This chapter gives a very high level overview of the three technologies that are often called “Moon Math” or “Programmable Cryptography”. They have all advanced significantly in the last decade thanks to the Web3 space’s need for them.

ZKP - Zero Knowledge Proofs

We are essentially discussing the same technology as in Scaling Out - SNARKs here. ZKPs allow for some computation to happen, and while being computed, a proof of it can also be generated. These proofs are expensive to compute, but verifying them is much cheaper. Moreover, this proof can optionally choose to not reveal much information about what it was computing upon to the future verifiers. The most intuitive example to understand this is proving that your age is more than 18, without revealing what the actual age is. The same technology can later be used to build a wide class of applications:

  • Confidential voting
  • Private token transfers1
  • Proving that the execution of L2 blocks was valid, as we learned in Scaling Out - SNARKs

ZKPs for Privacy or Scaling

As noted before, ZKPs can be used either for scaling due to their asymmetric nature, or for privacy, due to their zero-knowledge nature. A good way to identify if ZKPs are being used for which property is to look for who is computing the proof. Because he who computes the proof will know all of the secrets about the computation.

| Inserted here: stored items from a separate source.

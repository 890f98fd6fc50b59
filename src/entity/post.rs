use sea_orm::entity::prelude::*;

#[derive(Clone, Debug, PartialEq, Eq, DeriveEntityModel)]
#[sea_orm(table_name = "posts")]
pub struct Model {
    #[sea_orm(primary_key, auto_increment = false)]
    pub id: Uuid,
    pub author_id: Uuid,
    pub title: String,
    #[sea_orm(column_type = "Text")]
    pub content: String,
    pub created_at: DateTimeUtc,
    pub updated_at: DateTimeUtc,
}

#[derive(Copy, Clone, Debug, EnumIter, DeriveRelation)]
pub enum Relation {
    #[sea_orm(
        belongs_to = "super::user::Entity",
        from = "Column::AuthorId",
        to = "super::user::Column::Id",
        on_delete = "Cascade"
    )]
    User,
    #[sea_orm(has_many = "super::comment::Entity")]
    Comment,
    #[sea_orm(has_many = "super::like::Entity")]
    Like,
}

impl Related<super::user::Entity> for Entity {
    fn to() -> RelationDef {
        Relation::User.def()
    }
}

impl Related<super::comment::Entity> for Entity {
    fn to() -> RelationDef {
        Relation::Comment.def()
    }
}

impl Related<super::like::Entity> for Entity {
    fn to() -> RelationDef {
        Relation::Like.def()
    }
}

impl ActiveModelBehavior for ActiveModel {}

In L2s that use ZKPs for scaling Ethereum, the proof generation often happens by either the Sequencer network or a prover network. You can then imagine that in this setup, none of the user transactions are actually made private, as the proof generation is happening by these external parties.

In contrast, some private applications that actually hide user information require ZKPs to be generated on the client side by the user. This is when ZKPs are actually being used for privacy.

SNARKs and STARKs

There are two broad classes of ZKPs: SNARKs and STARKs. We have used the former in Scaling Out - SNARKs, but they both have similar properties. To the best of my knowledge, STARKs have overall the same properties as SNARKs, except they are less asymmetrical (and therefore less desirable for scaling L2s):

  • The proof generation takes less time.
  • In return:
    • The proof is larger.
    • The proof verification takes more time. But other than this, STARKs have better security properties, such as being quantum-resistant and not needing a trusted setup: a setup ceremony where many users contribute random inputs to the protocol to establish initial secrets. If this setup is compromised, the whole protocol is flawed irreversibly.

FHE - Fully Homomorphic Encryption

While the name is not very intuitive, FHE is a set of primitives that allows someone to perform computation on encrypted data. Similar to ZKP - Zero Knowledge Proofs, computing FHEs is many orders of magnitude more expensive than doing the raw public computation.

An idealistic use case of FHEs could be AI inference; suppose I have a model and I want to allow you to use it without revealing the weights. In theory, FHE can be used such that you can use the model and compute your inference, but on an encrypted model and not the plaintext one.

MPC - (Secure) Multi-Party Computation

Multi-party computation is in some sense a distributed analog of FHE - Fully Homomorphic Encryption, where instead of pure cryptography, the computation is done collaboratively by a group of MPC nodes. Each node only sees a subset of the data and performs their share of the computation without being able to reconstruct the whole data.

Programmable Cryptography

Ultimately, the outcome of the 3 is also sometimes called (other than the fancy “moon math”): programmable cryptography. This is because we are seeing a similar trend as to what we saw in Evolution of Blockchain State Machines in these cryptographic primitives as well.

A decade ago, ZCash already managed to use the very same ZKP - Zero Knowledge Proofs to create private token transfers on its blockchains. But neither the blockchain, not the cryptographic primitives were programmable. Today, ZK-VMs like Risc-0 allow you to write any applications, in modern languages like Rust, and generate a proof of it while it is being executed. Similarly, there are ZK-EVMs, that allow the execution of EVM byte-code while generating a proof for it.

Examples

  • ZAMA Protocol uses all three of the above technologies in their protocol and is a great case study.
  • Ethproofs: The race to prove all Ethereum L1 blocks within 12s (in real-time) with consumer GPUs.
  • AZTEC uses ZKPs both for scaling an L2 and for making user interactions private.
  • NEAR uses MPC for generating accounts for users on different chains and transacting on behalf of the users by having an MPC network collaboratively sign a transaction. In some sense, the MPC network will generate a deterministic private key for any NEAR account and can sign transactions with that private key, with none of the individual members of the MPC network knowing what it is.

Footnotes

  1. At a high level, you prove that you have enough tokens to make a transfer without revealing how much you have and to whom you are sending. This requires you to first convert your tokens into a shielded variant.